- _WHAT TO WORK ON_
Output each line of the data word for word, from the first through the line that holds "let capacity = bytes.len() * 8;", and leave off whatever follows.

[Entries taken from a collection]
++++++++++++++++++++
use crate::error::BitsError;

/// Numbering of the bits within each byte of a [`BitVector`]
#[derive(Copy, Clone, Debug, Default, PartialEq, Eq)]
#[cfg_attr(feature = "serialization", derive(serde::Serialize, serde::Deserialize))]
pub enum BitOrder {
    /// bit 0 is the least significant bit of byte 0 (Modbus coil packing)
    #[default]
    Lsb0,
    /// bit 0 is the most significant bit of byte 0
    Msb0,
}

/// Fixed-size sequence of bits backed by bytes
///
/// The declared size never exceeds the capacity of the backing bytes and every bit
/// beyond the declared size is kept at zero, so equality is value based.
#[derive(Clone, Debug)]
pub struct BitVector {
    bytes: Vec<u8>,
    size: usize,
    order: BitOrder,
}

/// number of bytes required to hold `count` bits
pub(crate) fn num_bytes_for_bits(count: usize) -> usize {
    count.div_ceil(8)
}

impl BitVector {
    /// create a zeroed vector of `size` bits
    pub fn new(size: usize, order: BitOrder) -> Self {
        Self {
            bytes: vec![0; num_bytes_for_bits(size)],
            size,
            order,
        }
    }

    /// create a vector of `size` bits over a copy of `bytes`
    pub fn from_bytes(bytes: &[u8], size: usize, order: BitOrder) -> Result<Self, BitsError> {
        let capacity = bytes.len() * 8;
        if size > capacity {
            return Err(BitsError::InvalidSize { size, capacity });
        }
        let mut vector = Self {
            bytes: bytes.to_vec(),
            size,
            order,
        };
        vector.clear_unused();
        Ok(vector)
    }

    /// create a vector from the bytes of 16-bit words sent in swapped (low byte first) order
    ///
    /// bit `i` is bit `i % 16` of word `i / 16`
    pub fn from_swapped_words(bytes: &[u8]) -> Self {
        Self {
            bytes: bytes.to_vec(),
            size: bytes.len() * 8,
            order: BitOrder::Lsb0,
        }
    }

    /// create a vector from big-endian register bytes
    ///
    /// bit `i` is bit `i % 16` of register `i / 16`
    pub fn from_registers(bytes: &[u8]) -> Self {
        let mut swapped = bytes.to_vec();
        crate::codec::swap_words(&mut swapped);
        Self::from_swapped_words(&swapped)
    }

    /// number of declared bits
    pub fn len(&self) -> usize {
        self.size
    }

    /// true if the declared size is zero
    pub fn is_empty(&self) -> bool {
        self.size == 0
    }

    /// bit numbering of the vector
    pub fn order(&self) -> BitOrder {
        self.order
    }

    /// number of bits the backing bytes can hold
    pub fn capacity(&self) -> usize {
        self.bytes.len() * 8
    }

    /// read the bit at `index`
    pub fn get(&self, index: usize) -> Result<bool, BitsError> {
        self.check_index(index)?;
        let (byte, mask) = self.locate(index);
        Ok(self.bytes[byte] & mask != 0)
    }

    /// write the bit at `index`
    pub fn set(&mut self, index: usize, value: bool) -> Result<(), BitsError> {
        self.check_index(index)?;
        let (byte, mask) = self.locate(index);
        if value {
            self.bytes[byte] |= mask;
        } else {
            self.bytes[byte] &= !mask;
        }
        Ok(())
    }

    /// copy the bits `[start, end)` into a new vector
    ///
    /// positions beyond the declared size read as zero
    pub fn range(&self, start: usize, end: usize) -> BitVector {
        let size = end.saturating_sub(start);
        let mut out = BitVector::new(size, self.order);
        for i in 0..size {
            if let Ok(true) = self.get(start + i) {
                let (byte, mask) = out.locate(i);
                out.bytes[byte] |= mask;
            }
        }
        out
    }

    /// append `other` to a copy of this vector
    pub fn concat(&self, other: &BitVector) -> BitVector {
        let mut out = BitVector::new(self.size + other.size, self.order);
        for (i, value) in self.iter().chain(other.iter()).enumerate() {
            if value {
                let (byte, mask) = out.locate(i);
                out.bytes[byte] |= mask;
            }
        }
        out
    }

    /// grow the declared size up to the capacity of the backing bytes
    ///
    /// a size below the current one leaves the vector unchanged; the newly exposed bits
    /// read as zero. Fails if `size` exceeds the capacity.
    pub fn force_size(&mut self, size: usize) -> Result<(), BitsError> {
        let capacity = self.capacity();
        if size > capacity {
            return Err(BitsError::InvalidSize { size, capacity });
        }
        self.size = self.size.max(size);
        Ok(())
    }

    /// iterate over the declared bits
    pub fn iter(&self) -> impl Iterator<Item = bool> + '_ {
        (0..self.size).map(move |i| {
            let (byte, mask) = self.locate(i);
            self.bytes[byte] & mask != 0
        })
    }

    /// indices of all set bits in ascending order
    pub fn ones(&self) -> impl Iterator<Item = usize> + '_ {
        self.iter()
            .enumerate()
            .filter_map(|(i, value)| value.then_some(i))
    }

    /// the minimal bytes holding the declared bits
    pub fn to_bytes(&self) -> Vec<u8> {
        self.bytes[..num_bytes_for_bits(self.size)].to_vec()
    }

    /// big-endian register bytes holding the declared bits, padded to whole registers
    ///
    /// inverse of [`BitVector::from_registers`] for `Lsb0` vectors
    pub fn to_registers(&self) -> Vec<u8> {
        let registers = self.size.div_ceil(16);
        let mut out = vec![0u8; registers * 2];
        for i in self.ones() {
            let register = i / 16;
            let bit = i % 16;
            // high byte of the register holds bits 8..16
            let offset = if bit < 8 { 1 } else { 0 };
            out[register * 2 + offset] |= 1 << (bit % 8);
        }
        out
    }

    /// render as `0`/`1` characters in index order, one space between bytes
    pub fn to_bit_string(&self) -> String {
        let mut out = String::with_capacity(self.size + self.size / 8);
        for (i, value) in self.iter().enumerate() {
            if i > 0 && i % 8 == 0 {
                out.push(' ');
            }
            out.push(if value { '1' } else { '0' });
        }
        out
    }

    /// parse the output of [`BitVector::to_bit_string`], ignoring whitespace
    pub fn parse_bit_string(text: &str, order: BitOrder) -> Result<Self, BitsError> {
        let bits = text
            .chars()
            .filter(|c| !c.is_whitespace())
            .map(|c| match c {
                '0' => Ok(false),
                '1' => Ok(true),
                other => Err(BitsError::InvalidCharacter(other)),
            })
            .collect::<Result<Vec<bool>, BitsError>>()?;

        let mut out = BitVector::new(bits.len(), order);
        for (i, value) in bits.into_iter().enumerate() {
            out.set(i, value)?;
        }
        Ok(out)
    }

    fn check_index(&self, index: usize) -> Result<(), BitsError> {
        if index >= self.size {
            return Err(BitsError::IndexOutOfRange {
                index,
                size: self.size,
            });
        }
        Ok(())
    }

    fn locate(&self, index: usize) -> (usize, u8) {
        let bit = (index % 8) as u8;
        let mask = match self.order {
            BitOrder::Lsb0 => 1 << bit,
            BitOrder::Msb0 => 0x80 >> bit,
        };
        (index / 8, mask)
    }

    fn clear_unused(&mut self) {
        for i in self.size..self.capacity() {
            let (byte, mask) = self.locate(i);
            self.bytes[byte] &= !mask;
        }
    }
}

impl PartialEq for BitVector {
    fn eq(&self, other: &Self) -> bool {
        self.size == other.size && self.iter().eq(other.iter())
    }
}

impl Eq for BitVector {}

impl std::fmt::Display for BitVector {
    fn fmt(&self, f: &mut std::fmt::Formatter) -> std::fmt::Result {
        f.write_str(&self.to_bit_string())
    }
}

#[cfg(test)]
mod tests {
    use super::*;

    #[test]
    fn calculates_number_of_bytes_needed_for_bits() {
        assert_eq!(num_bytes_for_bits(0), 0);
        assert_eq!(num_bytes_for_bits(7), 1);
        assert_eq!(num_bytes_for_bits(8), 1);
        assert_eq!(num_bytes_for_bits(9), 2);
        assert_eq!(num_bytes_for_bits(17), 3);
    }

    #[test]
    fn get_and_set_respect_bit_order() {
        let lsb = BitVector::from_bytes(&[0x01], 8, BitOrder::Lsb0).unwrap();
        let msb = BitVector::from_bytes(&[0x01], 8, BitOrder::Msb0).unwrap();
        assert!(lsb.get(0).unwrap());
        assert!(msb.get(7).unwrap());

        let mut bits = BitVector::new(10, BitOrder::Lsb0);
        bits.set(9, true).unwrap();
        assert_eq!(bits.to_bytes(), vec![0x00, 0x02]);
    }

    #[test]
    fn get_and_set_fail_beyond_declared_size() {
        let mut bits = BitVector::new(3, BitOrder::Lsb0);
        assert_eq!(
            bits.get(3),
            Err(BitsError::IndexOutOfRange { index: 3, size: 3 })
        );
        assert!(bits.set(3, true).is_err());
    }

    #[test]
    fn range_zero_fills_beyond_size() {
        let bits = BitVector::from_bytes(&[0xFF], 4, BitOrder::Lsb0).unwrap();
        let range = bits.range(2, 8);
        assert_eq!(range.len(), 6);
        assert_eq!(range.to_bit_string(), "110000");
    }

    #[test]
    fn concatenation_preserves_order() {
        let a = BitVector::parse_bit_string("101", BitOrder::Lsb0).unwrap();
        let b = BitVector::parse_bit_string("0011", BitOrder::Lsb0).unwrap();
        let c = a.concat(&b);
        assert_eq!(c.len(), 7);
        assert_eq!(c.to_bit_string(), "1010011");
        assert_eq!(c.range(0, 3), a);
        assert_eq!(c.range(3, 7), b);
    }

    #[test]
    fn force_size_is_bounded_by_capacity() {
        let mut bits = BitVector::from_bytes(&[0xFF, 0xFF], 4, BitOrder::Lsb0).unwrap();
        bits.force_size(16).unwrap();
        // bits hidden by the declared size were cleared
        assert_eq!(bits.to_bytes(), vec![0x0F, 0x00]);
        assert_eq!(
            bits.force_size(17),
            Err(BitsError::InvalidSize {
                size: 17,
                capacity: 16
            })
        );
    }

    #[test]
    fn force_size_never_shrinks() {
        let mut bits = BitVector::parse_bit_string("1011 0110 1", BitOrder::Lsb0).unwrap();
        bits.force_size(3).unwrap();
        assert_eq!(bits.len(), 9);
        assert_eq!(bits.to_bit_string(), "10110110 1");
        bits.force_size(12).unwrap();
        assert_eq!(bits.len(), 12);
        assert_eq!(bits.to_bit_string(), "10110110 1000");
    }

    #[test]
    fn every_index_reads_back_what_was_set() {
        for order in [BitOrder::Lsb0, BitOrder::Msb0] {
            let size = 37;
            for index in 0..size {
                let mut bits = BitVector::new(size, order);
                bits.set(index, true).unwrap();
                for other in 0..size {
                    assert_eq!(bits.get(other), Ok(other == index), "{order:?} {index} {other}");
                }
                assert_eq!(bits.ones().collect::<Vec<_>>(), vec![index]);
                bits.set(index, false).unwrap();
                assert!(bits.iter().all(|x| !x));
            }

            // alternating pattern over every byte
            let mut bits = BitVector::new(size, order);
            for index in 0..size {
                bits.set(index, index % 3 == 0).unwrap();
            }
            for index in 0..size {
                assert_eq!(bits.get(index), Ok(index % 3 == 0), "{order:?} {index}");
            }
        }
    }

    #[test]
    fn from_bytes_rejects_oversize() {
        assert!(BitVector::from_bytes(&[0x00], 9, BitOrder::Lsb0).is_err());
    }

    #[test]
    fn register_bits_number_from_the_least_significant_bit() {
        // register value 0x0008 has bit 3 set
        let bits = BitVector::from_registers(&[0x00, 0x08]);
        assert_eq!(bits.ones().collect::<Vec<_>>(), vec![3]);
        assert_eq!(bits.to_registers(), vec![0x00, 0x08]);

        let bits = BitVector::from_registers(&[0x80, 0x00, 0x00, 0x01]);
        assert_eq!(bits.ones().collect::<Vec<_>>(), vec![15, 16]);
        assert_eq!(bits.to_registers(), vec![0x80, 0x00, 0x00, 0x01]);
    }

    #[test]
    fn swapped_words_match_registers() {
        assert_eq!(
            BitVector::from_swapped_words(&[0x08, 0x00]),
            BitVector::from_registers(&[0x00, 0x08])
        );
    }

    #[test]
    fn bit_string_groups_by_byte() {
        let bits = BitVector::from_bytes(&[0x01, 0x80], 12, BitOrder::Lsb0).unwrap();
        assert_eq!(bits.to_bit_string(), "10000000 0000");
        let parsed = BitVector::parse_bit_string("10000000 0000", BitOrder::Lsb0).unwrap();
        assert_eq!(parsed, bits);
        assert_eq!(
            BitVector::parse_bit_string("10x", BitOrder::Lsb0),
            Err(BitsError::InvalidCharacter('x'))
        );
    }

    #[test]
    fn equality_ignores_backing_capacity() {
        let a = BitVector::from_bytes(&[0x05, 0x00], 3, BitOrder::Lsb0).unwrap();
        let b = BitVector::from_bytes(&[0x05], 3, BitOrder::Lsb0).unwrap();
        assert_eq!(a, b);
    }
}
++++++++++++++++++++
- _FINISHED TASK_
use crate::error::BitsError;

/// Numbering of the bits within each byte of a [`BitVector`]
#[derive(Copy, Clone, Debug, Default, PartialEq, Eq)]
#[cfg_attr(feature = "serialization", derive(serde::Serialize, serde::Deserialize))]
pub enum BitOrder {
    /// bit 0 is the least significant bit of byte 0 (Modbus coil packing)
    #[default]
    Lsb0,
    /// bit 0 is the most significant bit of byte 0
    Msb0,
}

/// Fixed-size sequence of bits backed by bytes
///
/// The declared size never exceeds the capacity of the backing bytes and every bit
/// beyond the declared size is kept at zero, so equality is value based.
#[derive(Clone, Debug)]
pub struct BitVector {
    bytes: Vec<u8>,
    size: usize,
    order: BitOrder,
}

/// number of bytes required to hold `count` bits
pub(crate) fn num_bytes_for_bits(count: usize) -> usize {
    count.div_ceil(8)
}

impl BitVector {
    /// create a zeroed vector of `size` bits
    pub fn new(size: usize, order: BitOrder) -> Self {
        Self {
            bytes: vec![0; num_bytes_for_bits(size)],
            size,
            order,
        }
    }

    /// create a vector of `size` bits over a copy of `bytes`
    pub fn from_bytes(bytes: &[u8], size: usize, order: BitOrder) -> Result<Self, BitsError> {
        let capacity = bytes.len() * 8;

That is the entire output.